Later in the post, Kadyrov again requested permission for Chechen forces to move into Ukraine to "get even with our blood enemies."

Russia's capture of Luhansk has moved Putin closer to his goal of gaining full control of Ukraine's eastern Donbas region. After weeks of intense fighting, the mayor of Severodonetsk, located in Luhansk, announced that the battleground city had been "fully occupied" by Russian troops. Despite these losses, Ukraine recently announced that it had recaptured Snake Island, pushing back against Russia's assertions that it had withdrawn from the area as a "gesture of goodwill."

Kadyrov Request Permission to Fight
Ramzan Kadyrov, leader of the Chechen Republic and a top ally of Russian President Vladimir Putin, issued a passionate request for permission for his forces to enter Ukraine and join the war. Above, Kadyrov is seen during the State Council meeting in Grand Kremlin Palace on December 23, 2015, in Moscow. Mikhail Svetlov/Getty Images

Kadyrov has repeatedly voiced support for Russia's war and even threatened in early May that Ukraine could soon see a "real special operation," referring to Putin's characterization of the conflict. In another Telegram post late last month, he announced that he was forming four new military battalions to help "replenish" Russia's troops.

Some Chechens have reportedly already joined the fight, but on Ukraine's side. CNN geolocated and verified the authenticity of one video, which emerged on social media in March, showing purported Chechen volunteers fighting with Ukraine against Russia.

In his Telegram post on Wednesday, Kadyrov wrote about Chechnya's desire to "settle our scores" with escaped "shaitans" who he said rampaged in the Chechen Republic. "Shaitans" is a term that refers to devils or evil spirits in Islamic theology.
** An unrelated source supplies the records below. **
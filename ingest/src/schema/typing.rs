use chrono::{DateTime, NaiveDateTime, Utc};
use serde_json::Value;

/// Logical column type inferred from event values.
///
/// Types only ever widen over the life of a column; see [`DataType::widen`]
/// for the lattice.
#[derive(Debug, Clone, Copy, PartialEq, Eq, Hash, PartialOrd, Ord)]
pub enum DataType {
    Unknown,
    Bool,
    Int64,
    Float64,
    Timestamp,
    String,
}

impl DataType {
    /// Infers the logical type of a single JSON value.
    ///
    /// Arrays and objects are typed as strings because the flattener renders
    /// them as JSON text. Nulls carry no type information.
    pub fn from_value(value: &Value) -> DataType {
        match value {
            Value::Null => DataType::Unknown,
            Value::Bool(_) => DataType::Bool,
            Value::Number(n) => {
                if n.is_i64() || n.is_u64() {
                    DataType::Int64
                } else {
                    DataType::Float64
                }
            }
            Value::String(s) => {
                if parse_timestamp(s).is_some() {
                    DataType::Timestamp
                } else {
                    DataType::String
                }
            }
            Value::Array(_) | Value::Object(_) => DataType::String,
        }
    }

    /// Widens two observed types into the narrowest common type.
    ///
    /// `Unknown` yields to any concrete type, `Int64` and `Float64` widen to
    /// `Float64`, equal types are kept, and every other combination widens
    /// to `String`.
    pub fn widen(self, other: DataType) -> DataType {
        use DataType::*;

        match (self, other) {
            (a, b) if a == b => a,
            (Unknown, t) | (t, Unknown) => t,
            (Int64, Float64) | (Float64, Int64) => Float64,
            _ => String,
        }
    }
}

/// Timestamp layouts accepted for string values, beyond RFC 3339.
const TIMESTAMP_LAYOUTS: &[&str] = &["%Y-%m-%d %H:%M:%S%.f", "%Y-%m-%d %H:%M:%S"];

/// Parses a string as a timestamp, accepting RFC 3339 and the space-separated
/// SQL layout.
pub fn parse_timestamp(value: &str) -> Option<DateTime<Utc>> {
    if let Ok(ts) = DateTime::parse_from_rfc3339(value) {
        return Some(ts.with_timezone(&Utc));
    }

    for layout in TIMESTAMP_LAYOUTS {
        if let Ok(naive) = NaiveDateTime::parse_from_str(value, layout) {
            return Some(naive.and_utc());
        }
    }

    None
}

/// Per-destination strategy for resolving row values into column types.
#[derive(Debug, Clone, Copy, PartialEq, Eq)]
pub enum TypeResolver {
    /// Full inference with widening, used by SQL sinks.
    Full,
    /// No inference; every field is typed `Unknown`. Used by HTTP-API sinks
    /// where the payload shape is forwarded as-is and no DDL ever happens.
    Passthrough,
}

impl TypeResolver {
    /// Resolves the type of every field of a flat row.
    pub fn resolve(&self, row: &crate::types::ObjectMap) -> std::collections::BTreeMap<String, DataType> {
        match self {
            TypeResolver::Full => row
                .iter()
                .map(|(name, value)| (name.clone(), DataType::from_value(value)))
                .collect(),
            TypeResolver::Passthrough => row
                .keys()
                .map(|name| (name.clone(), DataType::Unknown))
                .collect(),
        }
    }
}

#[cfg(test)]
mod tests {
    use super::*;
    use serde_json::json;

    #[test]
    fn value_typing() {
        assert_eq!(DataType::from_value(&json!(true)), DataType::Bool);
        assert_eq!(DataType::from_value(&json!(7)), DataType::Int64);
        assert_eq!(DataType::from_value(&json!(7.5)), DataType::Float64);
        assert_eq!(DataType::from_value(&json!("plain")), DataType::String);
        assert_eq!(
            DataType::from_value(&json!("2023-04-01T10:00:00Z")),
            DataType::Timestamp
        );
        assert_eq!(
            DataType::from_value(&json!("2023-04-01 10:00:00")),
            DataType::Timestamp
        );
        assert_eq!(DataType::from_value(&json!(null)), DataType::Unknown);
    }

    #[test]
    fn widening_lattice() {
        use DataType::*;

        assert_eq!(Int64.widen(Float64), Float64);
        assert_eq!(Float64.widen(Int64), Float64);
        assert_eq!(Unknown.widen(Bool), Bool);
        assert_eq!(Bool.widen(Unknown), Bool);
        assert_eq!(Timestamp.widen(Timestamp), Timestamp);

        // Undefined pairs widen to String.
        assert_eq!(Int64.widen(Bool), String);
        assert_eq!(Timestamp.widen(Int64), String);
        assert_eq!(Bool.widen(Timestamp), String);
    }
}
"These rats are wanted. We have been looking for them for a long time," Kadyrov wrote, according to an English translation of his Telegram post. "Now they have appeared in the capital of Ukraine. And I really hope that our Supreme Commander-in-Chief, President Vladimir Putin, will give an order and send our units to settle accounts with the above shortfalls."

Newsweek reached out to the defense ministries of Russia and Ukraine for comment.